Book of hours
Category
Manuscripts and documents
Date
Unknown
Materials
ink, paint and gold leaf on vellum in leather binding
Order this imageCollection
Powis Castle and Garden, Powys
NT 1181034
Caption
A Book of Hours is essentially a collection of Christian prayers for recitation at different times or 'hours' of the day. It was a prayer book produced for lay people and intended for reading in the home enabling the user to pray at the same times as those following a monastic life. Lady Eleanor used her Book of Hours to remind her of important anniversaries writing these dates against the Feast Days of the Catholic Calendar at the front of her book. She includes the birthdays of herself, her husband William, and her children.
Summary
15th century Book of Hours belonging to Lady Eleanor Percy (see 1180904), Lady Powis (1582/3-1650), daughter of the 8th Earl of Northumberland and wife of William, first Lord Powis (1574-1656). Illuminated manuscript on vellum. The Book of Hours was produced by a commercial publishing house in the Low Countries (Netherlands) but intended for the English market.
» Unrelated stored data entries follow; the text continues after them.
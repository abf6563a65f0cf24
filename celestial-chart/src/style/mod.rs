//! Visual styles for markers, polygons and labels.
//!
//! Styles are plain `serde` values so whole themes can be stored as TOML
//! (see [`PlotStyle`]). Every field has a default, which lets a style file
//! set only what it changes.

mod color;
mod merge;
mod plot_style;

pub use color::Color;
pub use merge::merge_tables;
pub use plot_style::{DsoStyles, PlotStyle};

use serde::{Deserialize, Serialize};

#[derive(Debug, Clone, Copy, PartialEq, Eq, Default, Serialize, Deserialize)]
#[serde(rename_all = "snake_case")]
pub enum MarkerSymbol {
    Point,
    #[default]
    Circle,
    Square,
    Diamond,
    Triangle,
    Star,
    Plus,
    CircleCross,
}

#[derive(Debug, Clone, Copy, PartialEq, Eq, Default, Serialize, Deserialize)]
#[serde(rename_all = "snake_case")]
pub enum FillStyle {
    #[default]
    Full,
    None,
}

#[derive(Debug, Clone, PartialEq, Serialize, Deserialize)]
#[serde(default)]
pub struct MarkerStyle {
    pub color: Color,
    pub symbol: MarkerSymbol,
    /// Marker size, in points.
    pub size: f64,
    pub fill: FillStyle,
    /// Opacity in `0.0..=1.0`.
    pub alpha: f64,
    pub edge_color: Option<Color>,
    pub edge_width: f64,
    pub zorder: i32,
}

impl Default for MarkerStyle {
    fn default() -> Self {
        Self {
            color: Color::BLACK,
            symbol: MarkerSymbol::Circle,
            size: 4.0,
            fill: FillStyle::Full,
            alpha: 1.0,
            edge_color: None,
            edge_width: 1.0,
            zorder: 1,
        }
    }
}

impl MarkerStyle {
    /// Equivalent polygon style, used when an object is drawn at its true
    /// size instead of as a glyph.
    pub fn to_polygon_style(&self) -> PolygonStyle {
        PolygonStyle {
            fill_color: match self.fill {
                FillStyle::Full => Some(self.color),
                FillStyle::None => None,
            },
            edge_color: Some(self.edge_color.unwrap_or(self.color)),
            edge_width: self.edge_width,
            alpha: self.alpha,
            zorder: self.zorder,
        }
    }
}

#[derive(Debug, Clone, PartialEq, Serialize, Deserialize)]
#[serde(default)]
pub struct PolygonStyle {
    pub fill_color: Option<Color>,
    pub edge_color: Option<Color>,
    pub edge_width: f64,
    pub alpha: f64,
    pub zorder: i32,
}

impl Default for PolygonStyle {
    fn default() -> Self {
        Self {
            fill_color: None,
            edge_color: Some(Color::BLACK),
            edge_width: 1.0,
            alpha: 1.0,
            zorder: 1,
        }
    }
}

#[derive(Debug, Clone, PartialEq, Serialize, Deserialize)]
#[serde(default)]
pub struct LabelStyle {
    pub font_size: f64,
    pub font_color: Color,
    pub font_alpha: f64,
    pub bold: bool,
    /// Offset from the anchor, in points.
    pub offset_x: f64,
    pub offset_y: f64,
    pub zorder: i32,
}

impl Default for LabelStyle {
    fn default() -> Self {
        Self {
            font_size: 8.0,
            font_color: Color::BLACK,
            font_alpha: 1.0,
            bold: false,
            offset_x: 0.0,
            offset_y: 0.0,
            zorder: 1,
        }
    }
}

/// Marker plus label style for one kind of object.
#[derive(Debug, Clone, PartialEq, Default, Serialize, Deserialize)]
#[serde(default)]
pub struct ObjectStyle {
    pub marker: MarkerStyle,
    pub label: LabelStyle,
}
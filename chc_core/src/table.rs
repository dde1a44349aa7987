//! This module extracts the tables of an HTML page as rows of cell texts.

use html5ever::{
    tendril::StrTendril,
    tokenizer::{
        states::RawKind, BufferQueue, TagKind, Token, TokenSink, TokenSinkResult, Tokenizer,
        TokenizerOpts,
    },
};

static TAG_TABLE: &str = "table";
static TAG_ROW: &str = "tr";
static TAG_CELL: &str = "td";

/// The text fragments of one table row in document order.
pub type Row = Vec<String>;

/// The rows of one table in document order.
pub type Table = Vec<Row>;

/// A single markup event in document order.
#[derive(Debug, Clone, Copy, PartialEq, Eq)]
pub enum MarkupEvent<'a> {
    StartTag(&'a str),
    EndTag(&'a str),
    Text(&'a str),
}

/// Tracks table, row and cell nesting across markup events and collects the cell texts.
///
/// Only the outermost table starts a new table. Unbalanced markup is never an error.
#[derive(Debug, Default)]
pub struct TableExtractor {
    tables: Vec<Table>,
    in_table: bool,
    in_row: bool,
    in_cell: bool,
}

impl TableExtractor {
    pub fn new() -> Self {
        Self::default()
    }

    pub fn handle(&mut self, event: MarkupEvent) {
        match event {
            MarkupEvent::StartTag(tag) => self.start_tag(tag),
            MarkupEvent::EndTag(tag) => self.end_tag(tag),
            MarkupEvent::Text(text) => self.text(text),
        }
    }

    fn start_tag(&mut self, tag: &str) {
        if tag == TAG_TABLE && !self.in_table {
            self.tables.push(Table::new());
            self.in_table = true;
        } else if tag == TAG_ROW && self.in_table {
            if let Some(table) = self.tables.last_mut() {
                table.push(Row::new());
            }
            self.in_row = true;
        } else if tag == TAG_CELL && self.in_row {
            self.in_cell = true;
        }
    }

    fn end_tag(&mut self, tag: &str) {
        if tag == TAG_TABLE {
            self.in_table = false;
        } else if tag == TAG_ROW {
            self.in_row = false;
        } else if tag == TAG_CELL {
            self.in_cell = false;
        }
    }

    fn text(&mut self, text: &str) {
        if !self.in_cell {
            return;
        }
        // a cell left open across a new table has no current row
        if let Some(row) = self.tables.last_mut().and_then(|table| table.last_mut()) {
            row.push(text.to_string());
        }
    }

    pub fn finish(self) -> Vec<Table> {
        self.tables
    }
}

/// Feeds the raw token stream of a page to a [`TableExtractor`].
///
/// Consecutive character tokens are joined, so entities like `&amp;` do not split a cell.
/// Script and style contents are raw text and never produce tags.
#[derive(Debug, Default)]
struct TableSink {
    extractor: TableExtractor,
    text: String,
}

impl TableSink {
    fn flush_text(&mut self) {
        if !self.text.is_empty() {
            let text = std::mem::take(&mut self.text);
            self.extractor.handle(MarkupEvent::Text(&text));
        }
    }
}

impl TokenSink for TableSink {
    type Handle = ();

    fn process_token(&mut self, token: Token, _line_number: u64) -> TokenSinkResult<()> {
        match token {
            Token::CharacterTokens(text) => self.text.push_str(&text),
            Token::NullCharacterToken => {}
            Token::TagToken(tag) => {
                self.flush_text();
                match tag.kind {
                    TagKind::StartTag => {
                        self.extractor.handle(MarkupEvent::StartTag(&tag.name));
                        match &*tag.name {
                            "script" if !tag.self_closing => {
                                return TokenSinkResult::RawData(RawKind::ScriptData)
                            }
                            "style" if !tag.self_closing => {
                                return TokenSinkResult::RawData(RawKind::Rawtext)
                            }
                            _ => {}
                        }
                    }
                    TagKind::EndTag => self.extractor.handle(MarkupEvent::EndTag(&tag.name)),
                }
            }
            _ => self.flush_text(),
        }
        TokenSinkResult::Continue
    }

    fn end(&mut self) {
        self.flush_text();
    }
}

/// Extract all top level tables of an HTML page.
///
/// The markup is tokenized but never repaired, so the tables are exactly as the tags nest.
pub fn extract(html: &str) -> Vec<Table> {
    let mut input = BufferQueue::new();
    input.push_back(StrTendril::from_slice(html));
    let mut tokenizer = Tokenizer::new(TableSink::default(), TokenizerOpts::default());
    let _ = tokenizer.feed(&mut input);
    tokenizer.end();
    tokenizer.sink.extractor.finish()
}

/// Drop the whitespace-only fragments of a row.
///
/// The kept fragments are yielded trimmed, so line breaks of the markup never reach a title.
pub fn normalize<S: AsRef<str>>(row: &[S]) -> impl Iterator<Item = &str> + '_ {
    row.iter()
        .map(|cell| cell.as_ref().trim())
        .filter(|cell| !cell.is_empty())
}
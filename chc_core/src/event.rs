//! This module interprets date cells and builds the calendar events.

use anyhow::{Context, Result};
use chrono::{DateTime, NaiveDate, Utc};
use ical::{
    generator::{IcalEvent, Property},
    ical_property,
};

static FORMAT_DATE: &str = "%Y%m%d";
static FORMAT_TIMESTAMP: &str = "%Y%m%dT%H%M%SZ";

static MONTHS: [&str; 12] = [
    "January",
    "February",
    "March",
    "April",
    "May",
    "June",
    "July",
    "August",
    "September",
    "October",
    "November",
    "December",
];

/// Parse a "Month Day" cell like "January 1" into a date of the given year.
///
/// Returns `Ok(None)` if the text is not shaped like a date.
/// A day which is no number, or which does not exist in that month, is an error.
pub fn parse_date(text: &str, year: i32) -> Result<Option<NaiveDate>> {
    let values: Vec<&str> = text.split_whitespace().collect();
    let [month_name, day] = values.as_slice() else {
        return Ok(None);
    };
    let Some(month) = month_number(month_name) else {
        return Ok(None);
    };
    let day: u32 = day
        .parse()
        .with_context(|| format!("invalid day in date cell {text:?}"))?;
    let date = NaiveDate::from_ymd_opt(year, month, day)
        .with_context(|| format!("date cell {text:?} does not exist in {year}"))?;
    Ok(Some(date))
}

fn month_number(name: &str) -> Option<u32> {
    MONTHS
        .iter()
        .position(|month| *month == name)
        .map(|index| index as u32 + 1)
}

/// Render a date as an iCalendar date, e.g. `20240101`.
pub fn icalendar_date(date: &NaiveDate) -> String {
    date.format(FORMAT_DATE).to_string()
}

/// Render a timestamp as an iCalendar UTC date-time, e.g. `20240102T030405Z`.
pub fn icalendar_timestamp(timestamp: &DateTime<Utc>) -> String {
    timestamp.format(FORMAT_TIMESTAMP).to_string()
}

/// A single all-day holiday.
#[derive(Debug, Clone, PartialEq, Eq)]
pub struct CalendarEvent {
    pub timestamp: DateTime<Utc>,
    pub start: NaiveDate,
    pub end: NaiveDate,
    pub title: String,
}

impl CalendarEvent {
    /// The event ends exclusively on the following day.
    pub fn new(timestamp: DateTime<Utc>, start: NaiveDate, title: &str) -> Result<Self> {
        let end = start
            .succ_opt()
            .with_context(|| format!("{start} has no following day"))?;
        Ok(Self {
            timestamp,
            start,
            end,
            title: title.to_string(),
        })
    }

    pub fn to_ical_event(&self) -> IcalEvent {
        let mut event = IcalEvent::new();
        event.properties = vec![
            ical_property!("DTSTAMP", icalendar_timestamp(&self.timestamp)),
            ical_property!("DTSTART", icalendar_date(&self.start)),
            ical_property!("DTEND", icalendar_date(&self.end)),
            ical_property!("SUMMARY", self.title.clone()),
        ];
        event
    }
}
Its arrangement, 'Use of Sarum', and the choice of subjects from the Passion rather than the Infancy Cycle to introduce the various hours is common in Books of Hours intended for the English market. The Book is complete, apart from the four text leaves, one at the end of the devotions to Christ, one in the penitental psalms, one in the vigils of the dead and one in the psalter to St. Jerome. In the course of Victorian rebinding, the devotions of the saints which follow the calender have become slightly disordered, the prayers for St. George having been separated from their accompanying miniature.
Provenance
Accepted by HM Treasury on 21st March, 1963 in lieu of tax, placed on long term loan to the National Trust, then gifted to National Trust on 26th March 1991.